* [INFORMATION]

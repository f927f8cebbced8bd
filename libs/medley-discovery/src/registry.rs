use std::sync::atomic::{AtomicU64, Ordering};
use std::sync::Arc;
use std::thread;

use parking_lot::Mutex;
use tokio_util::sync::CancellationToken;
use tracing::{debug, warn};

use crate::error::DiscoveryError;
use crate::provider::ResolvedProvider;
use crate::resolver::ProviderResolver;
use crate::worker;

/// One active provider tracked by the registry.
struct ProviderEntry {
    /// Registry-local id; names may repeat, ids never do.
    id: u64,
    name: String,
    provider: ResolvedProvider,
    cancel: CancellationToken,
    worker: Option<thread::JoinHandle<()>>,
}

/// The mutex-guarded, insertion-ordered collection of active discovery
/// providers.
///
/// One lock guards every read and write of the sequence, and it is never held
/// across worker-thread creation or a join: removal takes its entry out under
/// the lock, then cancels and joins with the lock released, so a worker whose
/// run loop itself needs the registry cannot deadlock against its own
/// teardown.
///
/// Names are not forced to be unique. Registering a name twice keeps both
/// entries; `remove` and `is_loaded` treat the first match as authoritative.
///
/// Dropping the registry does not stop running workers; call [`shutdown`]
/// first.
///
/// [`shutdown`]: DiscoveryRegistry::shutdown
pub struct DiscoveryRegistry {
    resolver: Arc<dyn ProviderResolver>,
    entries: Mutex<Vec<ProviderEntry>>,
    next_id: AtomicU64,
}

impl std::fmt::Debug for DiscoveryRegistry {
    fn fmt(&self, f: &mut std::fmt::Formatter<'_>) -> std::fmt::Result {
        let names = self.loaded_names();
        f.debug_struct("DiscoveryRegistry")
            .field("providers", &names)
            .finish()
    }
}

impl DiscoveryRegistry {
    pub fn new(resolver: Arc<dyn ProviderResolver>) -> Self {
        Self {
            resolver,
            entries: Mutex::new(Vec::new()),
            next_id: AtomicU64::new(0),
        }
    }

    /// Resolve `name` and register the resulting provider.
    ///
    /// Synchronous providers are active as soon as they are registered.
    /// Background providers additionally get a dedicated worker thread; if
    /// that thread cannot be created the registration is rolled back and the
    /// provider released, so a failed `add` leaves no trace.
    pub fn add(&self, name: &str) -> Result<(), DiscoveryError> {
        let resolved = self.resolver.resolve(name)?;

        let id = self.next_id.fetch_add(1, Ordering::Relaxed);
        let cancel = CancellationToken::new();
        let background = match &resolved {
            ResolvedProvider::Background(p) => Some(Arc::clone(p)),
            ResolvedProvider::Synchronous(_) => None,
        };

        {
            let mut entries = self.entries.lock();
            if entries.iter().any(|e| e.name == name) {
                debug!(provider = name, "a provider with this name is already loaded");
            }
            entries.push(ProviderEntry {
                id,
                name: name.to_string(),
                provider: resolved,
                cancel: cancel.clone(),
                worker: None,
            });
        }

        let Some(provider) = background else {
            debug!(provider = name, "synchronous provider registered");
            return Ok(());
        };

        match worker::spawn(name, provider, cancel.clone()) {
            Ok(handle) => {
                let unclaimed = {
                    let mut entries = self.entries.lock();
                    match entries.iter_mut().find(|e| e.id == id) {
                        Some(entry) => {
                            entry.worker = Some(handle);
                            None
                        }
                        None => Some(handle),
                    }
                };
                // A concurrent remove can take the entry before the handle is
                // stored; the remover cancelled the token but had nothing to
                // join, so the join happens here instead.
                if let Some(handle) = unclaimed {
                    cancel.cancel();
                    join_worker(name, handle);
                } else {
                    debug!(provider = name, "background provider registered");
                }
                Ok(())
            }
            Err(source) => {
                let entry = {
                    let mut entries = self.entries.lock();
                    entries
                        .iter()
                        .position(|e| e.id == id)
                        .map(|i| entries.remove(i))
                };
                if let Some(entry) = entry {
                    self.resolver.release(&entry.name, entry.provider);
                }
                Err(DiscoveryError::WorkerStart {
                    name: name.to_string(),
                    source,
                })
            }
        }
    }

    /// Unregister the first provider named `name`, stop its worker and hand
    /// the provider back to the resolver.
    ///
    /// Cancellation is cooperative: this call blocks, without a timeout,
    /// until the provider's run loop observes its token and returns.
    pub fn remove(&self, name: &str) -> Result<(), DiscoveryError> {
        let entry = {
            let mut entries = self.entries.lock();
            match entries.iter().position(|e| e.name == name) {
                Some(i) => entries.remove(i),
                None => {
                    return Err(DiscoveryError::NotLoaded {
                        name: name.to_string(),
                    });
                }
            }
        };
        self.teardown(entry);
        debug!(provider = name, "provider removed");
        Ok(())
    }

    /// Whether a provider named `name` is currently registered.
    pub fn is_loaded(&self, name: &str) -> bool {
        self.entries.lock().iter().any(|e| e.name == name)
    }

    /// Names of all registered providers, in insertion order.
    pub fn loaded_names(&self) -> Vec<String> {
        self.entries.lock().iter().map(|e| e.name.clone()).collect()
    }

    /// Unregister every provider, newest first, stopping workers as it goes.
    pub fn shutdown(&self) {
        let mut drained = {
            let mut entries = self.entries.lock();
            std::mem::take(&mut *entries)
        };
        while let Some(entry) = drained.pop() {
            debug!(provider = %entry.name, "shutting down provider");
            self.teardown(entry);
        }
    }

    /// Cancel, join and release one entry. Must run with the registry lock
    /// released: the worker's run loop may need it to finish.
    fn teardown(&self, mut entry: ProviderEntry) {
        entry.cancel.cancel();
        if let Some(handle) = entry.worker.take() {
            join_worker(&entry.name, handle);
        }
        self.resolver.release(&entry.name, entry.provider);
    }
}

fn join_worker(name: &str, handle: thread::JoinHandle<()>) {
    if handle.join().is_err() {
        warn!(provider = name, "discovery worker panicked");
    }
}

* [WHAT TO PRODUCE] Copy all lines in the listing above where the string "DiscoveryRegistry" appears.

* [OUTPUT FOR THIS TASK]
/// [`shutdown`]: DiscoveryRegistry::shutdown
pub struct DiscoveryRegistry {
impl std::fmt::Debug for DiscoveryRegistry {
        f.debug_struct("DiscoveryRegistry")
impl DiscoveryRegistry {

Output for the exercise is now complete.